Esta tensión entre un impulso fraternal y universalista, que reconoce a la humanidad como una comunidad con derechos compartidos, y el ímpetu soberanista que reivindica el poder de los Estados de controlar sus fronteras y territorio para defenderse de amenazas extranjeras, no es un dilema exclusivo de México ni del tiempo presente. Como problema político se ubica en el origen mismo de la modernidad occidental.
Ahora bien, en la última década, este campo de tensión se ha caracterizado por un viraje hacia la radicalización de los discursos y políticas xenófobas en diversas partes del mundo. Ya sea como consecuencia de crisis económicas, del avance de ideologías neofascistas, de la lucha contra el terrorismo o como respuesta del Estado neoliberal ante el debilitamiento de su soberanía, los inmigrantes, hoy como nunca, son exhibidos como la principal amenaza a la seguridad y bienestar de las naciones, no solo en las potencias mundiales sino también en el llamado Tercer mundo. Por ello, pensar en alternativas solidarias y fraternales para responder al fenómeno migratorio internacional parece cada vez más una utopía frente a lo que suele presentarse como la única salida posible: la segregación y la violencia.

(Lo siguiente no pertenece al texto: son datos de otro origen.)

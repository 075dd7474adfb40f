//! The policy of the tractor and its bootstrapped update.
use super::{AgentConfig, ConsecutiveSteering, EpsilonGreedy, PolicyConfig, TargetStrategy};
use crate::{
    record::{Record, RecordValue},
    Action, ActionValues, Agent, Observation, Policy, QModel, ReplayBufferBase, Transition,
};
use anyhow::{anyhow, Result};
use log::{debug, info, warn};
use rand::{rngs::SmallRng, Rng, SeedableRng};
use std::path::Path;

/// Epsilon-greedy policy over a learned [`QModel`] with forward-biased overrides.
///
/// In training mode, an action is drawn uniformly from the exploration ranges
/// with probability epsilon; otherwise the model output is clamped and
/// corrected:
///
/// * all components below the degenerate threshold: replaced by the default action,
/// * acceleration below the floor: raised to the training boost.
///
/// In evaluation mode the policy never explores. The default action steers
/// with [`ConsecutiveSteering`] and is also used when no model is present.
pub struct TractorAgent<M> {
    model: Option<M>,
    policy: PolicyConfig,
    explorer: EpsilonGreedy,
    steering: ConsecutiveSteering,
    gamma: f32,
    target_strategy: TargetStrategy,
    train: bool,
    rng: SmallRng,
}

impl<M: QModel> TractorAgent<M> {
    /// Constructs the agent in training mode.
    ///
    /// `model` can be `None` for an evaluation without a trained model.
    pub fn build(config: AgentConfig, model: Option<M>) -> Self {
        Self {
            model,
            rng: SmallRng::seed_from_u64(config.policy.seed),
            explorer: EpsilonGreedy::new(config.exploration),
            steering: ConsecutiveSteering::new(config.steering),
            policy: config.policy,
            gamma: config.gamma,
            target_strategy: config.target_strategy,
            train: true,
        }
    }

    /// The learned model, if any.
    pub fn model(&self) -> Option<&M> {
        self.model.as_ref()
    }

    /// Returns `true` if a model is present.
    pub fn has_model(&self) -> bool {
        self.model.is_some()
    }

    fn uniform(&mut self, (lo, hi): (f32, f32)) -> f32 {
        if hi > lo {
            self.rng.gen_range(lo..=hi)
        } else {
            lo
        }
    }

    fn random_action(&mut self) -> Action {
        let acceleration = self.uniform(self.policy.explore_acceleration);
        let steering = self.uniform(self.policy.explore_steering);
        let brake = self.uniform(self.policy.explore_brake);
        Action::clamped(acceleration, steering, brake)
    }

    fn default_action(&mut self) -> Action {
        let steering = if self.train {
            let w = self.policy.default_steering_spread;
            self.uniform((-w, w))
        } else {
            self.steering.next(&mut self.rng)
        };
        Action::clamped(self.policy.default_acceleration, steering, 0.0)
    }

    fn fallback_action(&mut self) -> Action {
        let w = self.policy.fallback_steering_spread;
        let steering = self.uniform((-w, w));
        Action::clamped(self.policy.default_acceleration, steering, 0.0)
    }

    fn exploit(&mut self, obs: &Observation) -> Action {
        let values = match self.model.as_ref().map(|m| m.predict(obs)) {
            None => return self.default_action(),
            Some(Err(e)) => {
                warn!("Model inference failed, using the fallback action: {}", e);
                return self.fallback_action();
            }
            Some(Ok(values)) => values,
        };

        let mut act = Action::from(values);
        let th = self.policy.degenerate_threshold;
        if act.to_array().iter().all(|v| v.abs() < th) {
            return self.default_action();
        }

        if act.acceleration < self.policy.accel_floor {
            if self.train {
                act.acceleration = self.policy.train_accel_boost;
            } else {
                act.acceleration = self.policy.eval_accel_boost;
                act.brake = 0.0;
                if act.steering.abs() < th {
                    act.steering = self.steering.next(&mut self.rng);
                }
            }
        }
        act.clamp()
    }

    /// Builds the regression targets of a batch.
    ///
    /// `targets` holds the current predictions for the states of the batch and
    /// is overwritten with the bootstrapped values.
    fn bootstrap(
        &self,
        batch: &[Transition],
        next_values: &[ActionValues],
        targets: &mut [ActionValues],
    ) {
        for ((tr, q_next), target) in batch.iter().zip(next_values).zip(targets.iter_mut()) {
            match self.target_strategy {
                TargetStrategy::Uniform => {
                    let t = if tr.done {
                        tr.reward
                    } else {
                        let max = q_next.iter().copied().fold(f32::NEG_INFINITY, f32::max);
                        tr.reward + self.gamma * max
                    };
                    *target = [t; 3];
                }
                TargetStrategy::PerComponent => {
                    for (t, q) in target.iter_mut().zip(q_next) {
                        *t = if tr.done {
                            tr.reward
                        } else {
                            tr.reward + self.gamma * q
                        };
                    }
                }
            }
        }
    }
}

impl<M: QModel> Policy for TractorAgent<M> {
    fn select_action(&mut self, obs: &Observation) -> Action {
        if self.train && self.explorer.explore(&mut self.rng) {
            self.random_action()
        } else {
            self.exploit(obs)
        }
    }
}

impl<M, R> Agent<R> for TractorAgent<M>
where
    M: QModel,
    R: ReplayBufferBase<Batch = Vec<Transition>>,
{
    fn train(&mut self) {
        self.train = true;
    }

    fn eval(&mut self) {
        self.train = false;
    }

    fn opt(&mut self, buffer: &mut R, batch_size: usize) -> Result<Option<Record>> {
        if self.model.is_none() {
            return Ok(None);
        }
        let batch = buffer.batch(batch_size)?;
        let states: Vec<Observation> = batch.iter().map(|tr| tr.state.clone()).collect();
        let next_states: Vec<Observation> =
            batch.iter().map(|tr| tr.next_state.clone()).collect();

        let (mut targets, next_values) = match self.model.as_ref() {
            Some(model) => (
                model.predict_batch(&states)?,
                model.predict_batch(&next_states)?,
            ),
            None => return Ok(None),
        };
        self.bootstrap(&batch, &next_values, &mut targets);

        let loss = match self.model.as_mut() {
            Some(model) => model.fit(&states, &targets)?,
            None => return Ok(None),
        };
        debug!("Optimized on {} transitions, loss = {}", batch.len(), loss);

        Ok(Some(Record::from_slice(&[(
            "loss",
            RecordValue::Scalar(loss),
        )])))
    }

    fn end_episode(&mut self) {
        self.explorer.decay();
    }

    fn exploration_rate(&self) -> f64 {
        self.explorer.eps()
    }

    fn save_params(&self, path: &Path) -> Result<()> {
        match self.model.as_ref() {
            Some(model) => {
                model.save(path)?;
                info!("Saved the model to {:?}", path);
                Ok(())
            }
            None => {
                info!("No model to save");
                Ok(())
            }
        }
    }

    fn load_params(&mut self, path: &Path) -> Result<()> {
        match self.model.as_mut() {
            Some(model) => model.load(path),
            None => Err(anyhow!("No model to load parameters into")),
        }
    }
}

#[cfg(test)]
mod test {
    use super::*;
    use crate::{
        agent::ExplorationConfig, dummy::CountingModel, replay_buffer::ReplayBuffer,
        ExperienceBufferBase, ReplayBufferConfig,
    };

    fn obs() -> Observation {
        Observation::zeros(7)
    }

    fn greedy_config() -> AgentConfig {
        AgentConfig::default().exploration(ExplorationConfig::default().eps_start(0.0).eps_min(0.0))
    }

    fn agent(model: CountingModel) -> TractorAgent<CountingModel> {
        TractorAgent::build(greedy_config(), Some(model))
    }

    fn select_eval(agent: &mut TractorAgent<CountingModel>) -> Action {
        Agent::<ReplayBuffer>::eval(agent);
        agent.select_action(&obs())
    }

    #[test]
    fn exploratory_actions_stay_in_the_exploration_ranges() {
        let mut agent: TractorAgent<CountingModel> = TractorAgent::build(AgentConfig::default(), None);
        for _ in 0..200 {
            let a = agent.select_action(&obs());
            assert!((0.5..=1.0).contains(&a.acceleration));
            assert!((-0.8..=0.8).contains(&a.steering));
            assert!((0.0..=0.1).contains(&a.brake));
        }
    }

    #[test]
    fn model_output_is_clamped() {
        let mut agent = agent(CountingModel::constant([3.0, -5.0, 1.0]));
        assert_eq!(agent.select_action(&obs()), Action::new(1.0, -1.0, 0.2));
    }

    #[test]
    fn degenerate_output_is_replaced_in_training_mode() {
        let mut agent = agent(CountingModel::constant([0.05, -0.02, 0.0]));
        for _ in 0..50 {
            let a = agent.select_action(&obs());
            assert_eq!(a.acceleration, 0.7);
            assert!(a.steering.abs() <= 0.3);
            assert_eq!(a.brake, 0.0);
        }
    }

    #[test]
    fn degenerate_output_steers_consecutively_in_evaluation_mode() {
        let mut agent = agent(CountingModel::constant([0.0, 0.0, 0.0]));
        let first = select_eval(&mut agent);
        assert_eq!(first.acceleration, 0.7);
        assert!([-0.8, -0.6, 0.6, 0.8].contains(&first.steering));
        let second = agent.select_action(&obs());
        assert_eq!(second.steering, first.steering);
    }

    #[test]
    fn low_acceleration_is_boosted_per_mode() {
        let mut agent = agent(CountingModel::constant([0.1, 0.5, 0.15]));
        assert_eq!(agent.select_action(&obs()), Action::new(0.5, 0.5, 0.15));
        assert_eq!(select_eval(&mut agent), Action::new(0.7, 0.5, 0.0));

        let mut agent = self::agent(CountingModel::constant([0.1, 0.05, 0.15]));
        let a = select_eval(&mut agent);
        assert_eq!(a.acceleration, 0.7);
        assert!([-0.8, -0.6, 0.6, 0.8].contains(&a.steering));
    }

    #[test]
    fn inference_failure_falls_back_for_the_step() {
        let mut agent = agent(CountingModel::failing());
        let a = agent.select_action(&obs());
        assert_eq!(a.acceleration, 0.7);
        assert!(a.steering.abs() <= 0.8);
        assert_eq!(a.brake, 0.0);
    }

    #[test]
    fn evaluation_without_a_model_uses_the_default_action() {
        let mut agent: TractorAgent<CountingModel> = TractorAgent::build(greedy_config(), None);
        let a = select_eval(&mut agent);
        assert_eq!(a.acceleration, 0.7);
        assert_eq!(a.brake, 0.0);
        assert!([-0.8, -0.6, 0.6, 0.8].contains(&a.steering));
    }

    fn transition(reward: f32, done: bool) -> Transition {
        Transition::new(obs(), Action::new(0.5, 0.0, 0.0), reward, obs(), done)
    }

    #[test]
    fn uniform_targets_bootstrap_from_the_best_output() {
        let agent = agent(CountingModel::constant([0.0, 0.0, 0.0]));
        let batch = vec![transition(1.0, false), transition(2.0, true)];
        let next = vec![[1.0, 4.0, 2.0], [10.0, 10.0, 10.0]];
        let mut targets = vec![[0.0; 3]; 2];
        agent.bootstrap(&batch, &next, &mut targets);
        let t = 1.0 + 0.95 * 4.0;
        assert_eq!(targets, vec![[t, t, t], [2.0, 2.0, 2.0]]);
    }

    #[test]
    fn per_component_targets_bootstrap_from_each_output() {
        let agent = TractorAgent::build(
            greedy_config().target_strategy(TargetStrategy::PerComponent),
            Some(CountingModel::constant([0.0; 3])),
        );
        let batch = vec![transition(1.0, false), transition(2.0, true)];
        let next = vec![[1.0, 4.0, 2.0], [10.0, 10.0, 10.0]];
        let mut targets = vec![[0.0; 3]; 2];
        agent.bootstrap(&batch, &next, &mut targets);
        assert_eq!(
            targets,
            vec![[1.0 + 0.95, 1.0 + 0.95 * 4.0, 1.0 + 0.95 * 2.0], [2.0, 2.0, 2.0]]
        );
    }

    #[test]
    fn opt_fits_once_on_a_sampled_batch() -> Result<()> {
        let model = CountingModel::constant([0.5, 0.5, 0.5]);
        let fits = model.fit_counter();
        let mut agent = agent(model);
        let mut buffer = ReplayBuffer::build(&ReplayBufferConfig::default());
        for i in 0..40 {
            buffer.push(transition(i as f32, i % 10 == 9))?;
        }

        let record = agent.opt(&mut buffer, 32)?.unwrap();
        assert_eq!(fits.get(), 1);
        assert!(record.get_scalar("loss").is_ok());
        assert_eq!(agent.model().unwrap().last_fit_len(), Some(32));
        Ok(())
    }

    #[test]
    fn epsilon_decays_at_episode_end() {
        let mut agent: TractorAgent<CountingModel> = TractorAgent::build(AgentConfig::default(), None);
        assert_eq!(Agent::<ReplayBuffer>::exploration_rate(&agent), 1.0);
        Agent::<ReplayBuffer>::end_episode(&mut agent);
        assert_eq!(Agent::<ReplayBuffer>::exploration_rate(&agent), 0.995);
    }
}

En este sentido, la situación que estamos viviendo en México es muy reveladora. Hasta hace muy poco, la inmigración no ocupaba un lugar central en la discusión pública. El problema de la seguridad nacional y la soberanía no se jugaba en términos de control de fronteras y si se hacía alusión a los migrantes era para exigir el respeto a los mexicanos que cruzaban a Estados Unidos. Esto ha cambiado radicalmente en los últimos meses y todo indica que la gestión de la inmigración será en el futuro uno de los asuntos medulares de la agenda política nacional. Como un síntoma del momento en que vivimos, el tema ha sido impuesto por un gobierno extranjero, racista y xenófobo, que ha ordenado contener a los migrantes a cambio de mantener abiertas las fronteras al flujo de mercancías.
Ante el peligroso crecimiento del nacionalismo xenófobo en el gobierno y en la sociedad mexicana, es urgente mantener vivo y vigoroso el impulso fraternal y defender con él una concepción de las personas que anteponga su humanidad sobre su condición migratoria. Con ello, se podría ejercer una verdadera soberanía que, en este contexto, implicaría detener las políticas de persecución a los extranjeros y recuperar el poder perdido ante el capital para cuidar la vida y los derechos de la población migrante.